By Paul Rossi, Director of Client Services, Foothold Technology
Recently, I had the privilege of presenting on a panel at the 2017 Governor’s Conference on Housing and Economic Development in Atlantic City, New Jersey. The session, The Intersection of Homelessness and Medicaid Use, featured Dr. Joel Cantor, Director of the Center for State Health Policy (CSHP) at Rutgers University, together with Katelyn Cunningham, formerly of Monarch Housing.
As part of the presentation, Ms. Cunningham provided an overview of research highlighting Medicaid and homelessness data from studies in Connecticut, Massachusetts and Michigan. I provided background on Continuum of Care programs, Homeless Management Information Systems (HMIS), the use of HMIS in New Jersey and the process by which de-duplicated services data was pulled from the HMIS to match with Medicaid claims data. While still very early in the research, Dr. Cantor provided a broader context for the study’s purpose and was able to share some preliminary findings. Monarch Housing published some of the early findings on its website.
As panelists, we were excited to speak with attendees about these types of research studies and the use of data to drive policy, support decision-making, and provide a deeper analysis of outcomes.
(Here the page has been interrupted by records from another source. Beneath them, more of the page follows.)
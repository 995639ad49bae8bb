//! Token matchers for normalized PSSF lines.
//!
//! Every matcher is anchored on both ends: [`classify`] only succeeds when
//! the whole token is consumed, so `radius:5x` or `Circlee` match nothing.
//!
//! Built on `winnow` 0.7.

use crate::model::{Color, Coordinate, PathKind, ShapeKind};
use winnow::ascii::digit1;
use winnow::combinator::{alt, delimited, opt, preceded, separated_pair};
use winnow::prelude::*;

/// File header in normalized form (`Paint Save File Version 1.0`).
pub const HEADER: &str = "PaintSaveFileVersion1.0";
/// File footer in normalized form (`End Paint Save File`).
pub const FOOTER: &str = "EndPaintSaveFile";

/// A recognized grammar construct with its extracted fields.
#[derive(Debug, Clone, Copy, PartialEq, Eq)]
pub enum Construct {
    Header,
    Footer,
    ShapeStart(ShapeKind),
    ShapeEnd(ShapeKind),
    Color(Color),
    Filled(bool),
    Center(Coordinate),
    Radius(u32),
    P1(Coordinate),
    P2(Coordinate),
    PointsOpen,
    Point(Coordinate),
    PointsClose,
}

/// Match a normalized token against the grammar. `None` when the token is
/// not exactly one construct (including out-of-range numbers).
pub fn classify(token: &str) -> Option<Construct> {
    construct.parse(token).ok()
}

fn construct(input: &mut &str) -> ModalResult<Construct> {
    alt((
        HEADER.value(Construct::Header),
        FOOTER.value(Construct::Footer),
        shape_keyword.map(Construct::ShapeStart),
        preceded("End", shape_keyword).map(Construct::ShapeEnd),
        preceded("color:", color).map(Construct::Color),
        preceded("filled:", boolean).map(Construct::Filled),
        preceded("center:", coordinate).map(Construct::Center),
        preceded("radius:", unsigned).map(Construct::Radius),
        preceded("p1:", coordinate).map(Construct::P1),
        preceded("p2:", coordinate).map(Construct::P2),
        "points".value(Construct::PointsOpen),
        preceded("point:", coordinate).map(Construct::Point),
        "endpoints".value(Construct::PointsClose),
    ))
    .parse_next(input)
}

// ─── Field parsers ──────────────────────────────────────────────────────

fn shape_keyword(input: &mut &str) -> ModalResult<ShapeKind> {
    alt((
        "Circle".value(ShapeKind::Circle),
        "Rectangle".value(ShapeKind::Rectangle),
        "Squiggle".value(ShapeKind::Path(PathKind::Squiggle)),
        "Polyline".value(ShapeKind::Path(PathKind::Polyline)),
    ))
    .parse_next(input)
}

fn boolean(input: &mut &str) -> ModalResult<bool> {
    alt(("true".value(true), "false".value(false))).parse_next(input)
}

/// `R,G,B` with each channel in 0..=255 and no leading zeros.
fn color(input: &mut &str) -> ModalResult<Color> {
    (
        color_channel,
        preceded(',', color_channel),
        preceded(',', color_channel),
    )
        .map(|(r, g, b)| Color::rgb(r, g, b))
        .parse_next(input)
}

fn color_channel(input: &mut &str) -> ModalResult<u8> {
    digit1
        .verify(|digits: &str| digits.len() == 1 || !digits.starts_with('0'))
        .try_map(|digits: &str| digits.parse::<u8>())
        .parse_next(input)
}

/// `(x,y)` with signed 32-bit components.
fn coordinate(input: &mut &str) -> ModalResult<Coordinate> {
    delimited('(', separated_pair(signed, ',', signed), ')')
        .map(|(x, y)| Coordinate::new(x, y))
        .parse_next(input)
}

fn signed(input: &mut &str) -> ModalResult<i32> {
    (opt('-'), digit1)
        .take()
        .try_map(|number: &str| number.parse::<i32>())
        .parse_next(input)
}

fn unsigned(input: &mut &str) -> ModalResult<u32> {
    digit1
        .try_map(|digits: &str| digits.parse::<u32>())
        .parse_next(input)
}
As I described in the presentation, for this project, in order to satisfy privacy concerns and comply with the law, the identification of HMIS and Medicaid matches was done outside of the principal research team. Once all of the data use agreements were in place, NJHMIS provided a dataset, containing client identifiers with an Encrypted Client ID (ECID) to the New Jersey Department of Human Services, Division of Medical Assistance and Health Services (DMAHS), to de-duplicate and match against five years of Medicaid and CHIP claims data. DMAHS provided the de-identified results (including the ECID) to CSHP and the NJHMIS provided a de-identified file of demographic and service data (linked to the ECID) to CSHP for the study.
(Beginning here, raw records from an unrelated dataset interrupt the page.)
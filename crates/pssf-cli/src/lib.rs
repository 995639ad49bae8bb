//! CLI logic for the `pssf` tool.
//!
//! Reads one Paint Save File, validates it, and writes it back out as
//! canonical PSSF text or JSON.

pub mod diagnostics;

mod args;

pub use args::{Args, Emit};

use std::fs::{self, File};
use std::io::{self, Read, Write};
use std::path::Path;

use log::info;
use thiserror::Error;

use pssf_core::{Document, ParseError, parse_document};

/// Errors surfaced by the CLI.
#[derive(Debug, Error)]
pub enum CliError {
    /// Input could not be read or is not valid PSSF. `src` holds the text
    /// that was read (empty when the file could not be opened).
    #[error("{err}")]
    Parse { err: ParseError, src: String },

    #[error("I/O error: {0}")]
    Io(#[from] io::Error),

    #[error("JSON error: {0}")]
    Json(#[from] serde_json::Error),
}

impl CliError {
    pub fn new_parse_error(err: ParseError, src: impl Into<String>) -> Self {
        Self::Parse {
            err,
            src: src.into(),
        }
    }

    /// Terminal report for this error.
    pub fn report(&self, input: &Path) -> String {
        match self {
            CliError::Parse { err, src } => {
                diagnostics::render(input, &diagnostics::compute_diagnostic(src, err))
            }
            other => format!("error: {other}\n"),
        }
    }
}

/// Run the `pssf` tool.
///
/// # Errors
///
/// Returns `CliError` for:
/// - an unreadable input file
/// - invalid PSSF input
/// - failure writing the output
pub fn run(args: &Args) -> Result<(), CliError> {
    info!("Processing {}", args.input.display());

    let document = load(&args.input)?;
    info!("Parsed {} shape(s)", document.len());

    match args.emit {
        Emit::Check => {
            println!("{}: ok ({} shapes)", args.input.display(), document.len());
        }
        Emit::Pssf => {
            let text = document.serialize_with(&args.format_config());
            write_output(args.output.as_deref(), &text)?;
        }
        Emit::Json => {
            let mut json = serde_json::to_string_pretty(&document)?;
            json.push('\n');
            write_output(args.output.as_deref(), &json)?;
        }
    }

    Ok(())
}

/// Read and parse a PSSF file.
///
/// Only a failure to open the file is an `Open` error; a read that fails
/// afterwards (including invalid UTF-8) is `Io`.
pub fn load(path: &Path) -> Result<Document, CliError> {
    let mut file = File::open(path).map_err(|source| {
        CliError::new_parse_error(
            ParseError::Open {
                path: path.to_path_buf(),
                source,
            },
            String::new(),
        )
    })?;

    let mut source = String::new();
    file.read_to_string(&mut source)
        .map_err(|err| CliError::new_parse_error(ParseError::Io(err), String::new()))?;

    match parse_document(&source) {
        Ok(document) => Ok(document),
        Err(err) => {
            log::debug!("parse failed: {err}");
            Err(CliError::new_parse_error(err, source))
        }
    }
}

fn write_output(output: Option<&Path>, text: &str) -> Result<(), CliError> {
    match output {
        Some(path) => {
            fs::write(path, text)?;
            info!("Wrote {}", path.display());
        }
        None => io::stdout().lock().write_all(text.as_bytes())?,
    }
    Ok(())
}
pub mod emitter;
pub mod error;
pub mod format;
pub mod model;
pub mod normalize;
pub mod parser;
pub mod token;

pub use emitter::{emit_document, emit_document_with};
pub use error::{Expected, ParseError};
pub use format::{FormatConfig, Indent, KeywordStyle, format_document};
pub use model::*;
pub use parser::{parse_document, parse_file, parse_into, parse_reader};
Having been involved in NJ HMIS since its inception in 2003, I was delighted to see that years of data were being examined with a goal of identifying high utilizers of both homeless services and healthcare. With an eye towards identifying interventions and systems changes, this data can be used to help reduce both the length of time someone is homeless and the intensity of the use of healthcare services, while also reducing the demand on the system. Most importantly, by taking this approach, it’s my hope data can be used, in part, to support an overall improvement in health outcomes for some of the most vulnerable among us.